Feedbag: How Do I Cook A Decent Steak Filet At Home?S

Welcome to the Feedbag, where all the dumb questions about food, drink, cooking, eating, and accidental finger removal you've been embarrassed to ask can finally receive the berating they goddamn deserve. Also: answers. Send all your even-vaguely-food-related questions to albertburneko@gmail.com. All of them.

Drew:

I like steak, but the thought of going to Fleming's and paying $45 for an $8 piece of filet makes me angrier than a Tea Partier at a gay bar during happy hour on tax day. Any ideas on how to replicate the results of a steak house filet? I've tried putting it on a grate directly over a full chimney of charcoal with mediocre results.

Yeah, no, Drew, don't do that. There's probably no actual basis for this, but I think of grilling as a technique appropriate for big, fatty cuts of steak—ribeye and strip and the like, the kind eaten by dudes with ten-gallon hats and bushy Sam Elliott mustaches. The filet, I dunno, the filet is a more delicate wad of sawed-off cow muscle. It requires gentler treatment than just chucking it onto an open fire, I think.

A filet, since it has less marbled fat than other steak cuts, should be minimally cooked to prevent it from drying out. That is to say, when you stab it with a fork to hold it in place for your steak knife to cut, it should moo horribly, buck wildly, and crush your ribcage with a kick. We've beaten this technique into the ground, but the best way to prepare a filet is to sear-roast it—or even, if it's fresh and of high quality, to leave out the roasting part, sear it on its two flat sides, and serve it with the inside still essentially raw.

So, here's what you do. Let your filets get all the way to room temperature before you start; then, get a cast iron skillet blazingly, outrageously hot on your stove and add a couple of glugs of a high-smoke-point fat (canola or vegetable, or ghee, which does not come in glugs). At the last second, just before you toss them into the outrageously hot skillet, sprinkle the filets generously on both sides with some good salt, and nothing else. Very gently press the salt with your fingertips, just to help it adhere to the steak during cooking. Then, sear the goddamn motherfuck out of them for, say, three minutes on each flat side.

I really cannot stress enough how important it is for your heat to be shriekingly bugfuck insane, here: the longer it takes you to get a nice caramelized sear on each side of the steak, the more the inside of the steak will have cooked, and the drier it will be. This is a particular concern with the filet, which will go all the way from a delicate, juicy cut of steak to a goddamn ten-dollar hockey puck in a frighteningly small span of time, since, again, there's virtually no intramuscular fat to keep things moist in there. Real, wild, serious heat, Drew.

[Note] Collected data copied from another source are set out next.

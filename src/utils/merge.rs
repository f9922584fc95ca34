/*!
 * Deep Merge
 *
 * Recursive JSON merge used by partial settings updates. Only keys present
 * in the incoming payload are overwritten; nested untouched keys survive.
 */

use serde_json::Value;

/// Merge `incoming` into `base`, recursing through objects. Non-object
/// values (including arrays and null) replace the base value wholesale.
pub fn deep_merge(base: Value, incoming: Value) -> Value {
    match (base, incoming) {
        (Value::Object(mut base_map), Value::Object(incoming_map)) => {
            for (key, incoming_value) in incoming_map {
                let merged = match base_map.remove(&key) {
                    Some(base_value) => deep_merge(base_value, incoming_value),
                    None => incoming_value,
                };
                base_map.insert(key, merged);
            }
            Value::Object(base_map)
        }
        (_, incoming) => incoming,
    }
}

#[cfg(test)]
mod tests {
    use super::*;
    use serde_json::json;

    #[test]
    fn test_merge_preserves_sibling_keys() {
        let base = json!({
            "notification_settings": {"reminder_hours_before": 24, "reminder_timing_mode": "hours_before"},
            "receipt_settings": {"show_stamp": true}
        });
        let incoming = json!({
            "notification_settings": {"reminder_hours_before": 48}
        });

        let merged = deep_merge(base, incoming);
        assert_eq!(merged["notification_settings"]["reminder_hours_before"], 48);
        assert_eq!(
            merged["notification_settings"]["reminder_timing_mode"],
            "hours_before"
        );
        assert_eq!(merged["receipt_settings"]["show_stamp"], true);
    }

    #[test]
    fn test_merge_subset_is_identity() {
        let base = json!({
            "booking_restriction_settings": {"step_size_minutes": 30, "allow_patient_deletion": true}
        });
        let subset = json!({
            "booking_restriction_settings": {"step_size_minutes": 30}
        });

        assert_eq!(deep_merge(base.clone(), subset), base);
    }

    #[test]
    fn test_merge_replaces_scalars_and_arrays() {
        let base = json!({"a": [1, 2, 3], "b": "old"});
        let incoming = json!({"a": [9], "b": "new"});
        let merged = deep_merge(base, incoming);
        assert_eq!(merged, json!({"a": [9], "b": "new"}));
    }

    #[test]
    fn test_merge_inserts_new_keys() {
        let base = json!({"a": {"x": 1}});
        let incoming = json!({"a": {"y": 2}, "c": true});
        let merged = deep_merge(base, incoming);
        assert_eq!(merged, json!({"a": {"x": 1, "y": 2}, "c": true}));
    }
}
/*!
 * Appointment Model
 *
 * The scheduling record. Each appointment owns exactly one calendar
 * event. Within `confirmed`, three orthogonal flags track the
 * auto-assignment lifecycle:
 *
 * - `is_auto_assigned`: the appointment is still hidden from its
 *   practitioner.
 * - `originally_auto_assigned`: snapshot of whether the patient picked
 *   "no preference" at creation; never changes afterwards.
 * - `pending_time_confirmation`: the patient submitted two or more
 *   candidate slots and the clinic has not confirmed one yet.
 */

use chrono::{DateTime, NaiveDate, NaiveTime, Utc};
use serde::{Deserialize, Serialize};
use sqlx::FromRow;
use validator::Validate;

/// Appointment status
#[derive(Debug, Clone, Copy, PartialEq, Eq, Serialize, Deserialize, sqlx::Type)]
#[sqlx(type_name = "VARCHAR", rename_all = "snake_case")]
#[serde(rename_all = "snake_case")]
pub enum AppointmentStatus {
    Confirmed,
    CanceledByPatient,
    CanceledByClinic,
}

impl AppointmentStatus {
    pub fn is_cancelled(&self) -> bool {
        matches!(
            self,
            AppointmentStatus::CanceledByPatient | AppointmentStatus::CanceledByClinic
        )
    }
}

/// Who initiated an operation
#[derive(Debug, Clone, Copy, PartialEq, Eq, Serialize, Deserialize)]
#[serde(rename_all = "snake_case")]
pub enum ActorKind {
    Patient,
    ClinicStaff,
    /// Background reveal scheduler
    Scheduler,
}

/// Practitioner selection at the API boundary. The wire format uses the
/// sentinel id `-1` for auto-assignment and null for "keep current".
#[derive(Debug, Clone, Copy, PartialEq, Eq)]
pub enum PractitionerChoice {
    /// Keep the current practitioner (edit flows)
    Keep,
    /// Run the auto-assignment tie-break
    Auto,
    /// A specific practitioner
    Specific(i64),
}

/// Sentinel id meaning "no preference"
pub const AUTO_ASSIGN_SENTINEL: i64 = -1;

impl PractitionerChoice {
    pub fn from_optional_id(id: Option<i64>) -> Self {
        match id {
            None => PractitionerChoice::Keep,
            Some(AUTO_ASSIGN_SENTINEL) => PractitionerChoice::Auto,
            Some(id) => PractitionerChoice::Specific(id),
        }
    }
}

/// One candidate slot in a multi-slot booking
#[derive(Debug, Clone, Copy, PartialEq, Eq, Serialize, Deserialize)]
pub struct AlternativeSlot {
    pub date: NaiveDate,
    pub start_time: NaiveTime,
}

/// Appointment database row
#[derive(Debug, Clone, FromRow)]
pub struct Appointment {
    pub id: i64,
    pub calendar_event_id: i64,
    pub patient_id: i64,
    pub appointment_type_id: i64,
    pub status: AppointmentStatus,
    pub notes: Option<String>,
    pub clinic_notes: Option<String>,
    pub is_auto_assigned: bool,
    pub originally_auto_assigned: bool,
    pub reassigned_by_user_id: Option<i64>,
    pub canceled_at: Option<DateTime<Utc>>,
    pub pending_time_confirmation: bool,
    pub alternative_time_slots: Option<serde_json::Value>,
    pub created_at: DateTime<Utc>,
    pub updated_at: DateTime<Utc>,
}

impl Appointment {
    /// Decode the stored alternative slots, empty when absent
    pub fn alternative_slots(&self) -> Vec<AlternativeSlot> {
        self.alternative_time_slots
            .as_ref()
            .and_then(|v| serde_json::from_value(v.clone()).ok())
            .unwrap_or_default()
    }
}

/// Appointment row joined with its calendar event, as most operations
/// need both
#[derive(Debug, Clone, FromRow)]
pub struct AppointmentWithEvent {
    pub id: i64,
    pub calendar_event_id: i64,
    pub patient_id: i64,
    pub appointment_type_id: i64,
    pub status: AppointmentStatus,
    pub notes: Option<String>,
    pub clinic_notes: Option<String>,
    pub is_auto_assigned: bool,
    pub originally_auto_assigned: bool,
    pub reassigned_by_user_id: Option<i64>,
    pub canceled_at: Option<DateTime<Utc>>,
    pub pending_time_confirmation: bool,
    pub alternative_time_slots: Option<serde_json::Value>,
    pub practitioner_id: i64,
    pub clinic_id: i64,
    pub date: NaiveDate,
    pub start_time: NaiveTime,
    pub end_time: NaiveTime,
}

/// Request to create an appointment on behalf of a patient
#[derive(Debug, Clone, Deserialize, Validate)]
pub struct CreateAppointmentRequest {
    pub patient_id: i64,
    pub appointment_type_id: i64,
    /// Specific practitioner id, or -1 for auto-assignment
    pub practitioner_id: i64,
    pub date: NaiveDate,
    /// `HH:MM`
    pub start_time: String,
    #[validate(length(max = 2000, message = "備註過長"))]
    pub notes: Option<String>,
    #[validate(length(max = 2000, message = "備註過長"))]
    pub clinic_notes: Option<String>,
    /// Candidate slots for multi-slot services; two or more put the
    /// appointment into pending time confirmation
    #[serde(default)]
    pub alternative_time_slots: Vec<AlternativeSlot>,
}

/// Request to edit an appointment
#[derive(Debug, Clone, Deserialize, Validate)]
pub struct UpdateAppointmentRequest {
    /// Null keeps the current practitioner; -1 requests auto-assignment
    pub practitioner_id: Option<i64>,
    pub date: Option<NaiveDate>,
    /// `HH:MM`
    pub start_time: Option<String>,
    #[validate(length(max = 2000, message = "備註過長"))]
    pub notes: Option<String>,
    #[validate(length(max = 2000, message = "備註過長"))]
    pub clinic_notes: Option<String>,
}

/// Request to confirm one of a pending appointment's candidate slots
#[derive(Debug, Clone, Deserialize)]
pub struct ConfirmTimeSlotRequest {
    pub date: NaiveDate,
    /// `HH:MM`
    pub start_time: String,
}

/// Appointment response DTO
#[derive(Debug, Clone, Serialize)]
pub struct AppointmentResponse {
    pub id: i64,
    pub calendar_event_id: i64,
    pub patient_id: i64,
    pub practitioner_id: i64,
    pub appointment_type_id: i64,
    pub status: AppointmentStatus,
    pub date: NaiveDate,
    pub start_time: NaiveTime,
    pub end_time: NaiveTime,
    pub notes: Option<String>,
    pub clinic_notes: Option<String>,
    pub is_auto_assigned: bool,
    pub originally_auto_assigned: bool,
    pub pending_time_confirmation: bool,
    pub alternative_time_slots: Vec<AlternativeSlot>,
}

impl From<AppointmentWithEvent> for AppointmentResponse {
    fn from(row: AppointmentWithEvent) -> Self {
        let alternative_time_slots = row
            .alternative_time_slots
            .as_ref()
            .and_then(|v| serde_json::from_value(v.clone()).ok())
            .unwrap_or_default();
        Self {
            id: row.id,
            calendar_event_id: row.calendar_event_id,
            patient_id: row.patient_id,
            practitioner_id: row.practitioner_id,
            appointment_type_id: row.appointment_type_id,
            status: row.status,
            date: row.date,
            start_time: row.start_time,
            end_time: row.end_time,
            notes: row.notes,
            clinic_notes: row.clinic_notes,
            is_auto_assigned: row.is_auto_assigned,
            originally_auto_assigned: row.originally_auto_assigned,
            pending_time_confirmation: row.pending_time_confirmation,
            alternative_time_slots,
        }
    }
}

#[cfg(test)]
mod tests {
    use super::*;

    #[test]
    fn test_practitioner_choice_from_wire_values() {
        assert_eq!(PractitionerChoice::from_optional_id(None), PractitionerChoice::Keep);
        assert_eq!(
            PractitionerChoice::from_optional_id(Some(-1)),
            PractitionerChoice::Auto
        );
        assert_eq!(
            PractitionerChoice::from_optional_id(Some(7)),
            PractitionerChoice::Specific(7)
        );
    }

    #[test]
    fn test_status_is_cancelled() {
        assert!(!AppointmentStatus::Confirmed.is_cancelled());
        assert!(AppointmentStatus::CanceledByPatient.is_cancelled());
        assert!(AppointmentStatus::CanceledByClinic.is_cancelled());
    }

    #[test]
    fn test_alternative_slots_default_empty() {
        let appointment = Appointment {
            id: 1,
            calendar_event_id: 1,
            patient_id: 1,
            appointment_type_id: 1,
            status: AppointmentStatus::Confirmed,
            notes: None,
            clinic_notes: None,
            is_auto_assigned: false,
            originally_auto_assigned: false,
            reassigned_by_user_id: None,
            canceled_at: None,
            pending_time_confirmation: false,
            alternative_time_slots: None,
            created_at: Utc::now(),
            updated_at: Utc::now(),
        };
        assert!(appointment.alternative_slots().is_empty());
    }
}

Once you've seared the filets on both sides, get 'em off the heat, top 'em each with a pat of good butter, and let 'em sit for just a minute or two. Then, serve.

Ben:

I just started getting into cooking about a year ago, and while it's been a slow process, I'm at the point now where I can follow most any reasonable recipe—or improvise something simple—and have a pretty good chance of not screwing it up.

Now that I'm reasonably comfortable in the kitchen and planning to continue cooking a lot more in the future, I'm thinking about spending a little money on some new kitchen equipment. My girlfriend and I have very little cooking stuff now—basically the shit any idiot would have (spatula, cookie sheet, measuring spoons/cups), plus a stainless steel pot, a cast iron skillet, and a reasonably heavy/expensive chef's knife.

I've found that these things alone can make a lot of tasty food, but are there any other items you'd suggest to a fledgling cook to make my life easier, or expand the range of things I could realistically make in a cramped Brooklyn apartment?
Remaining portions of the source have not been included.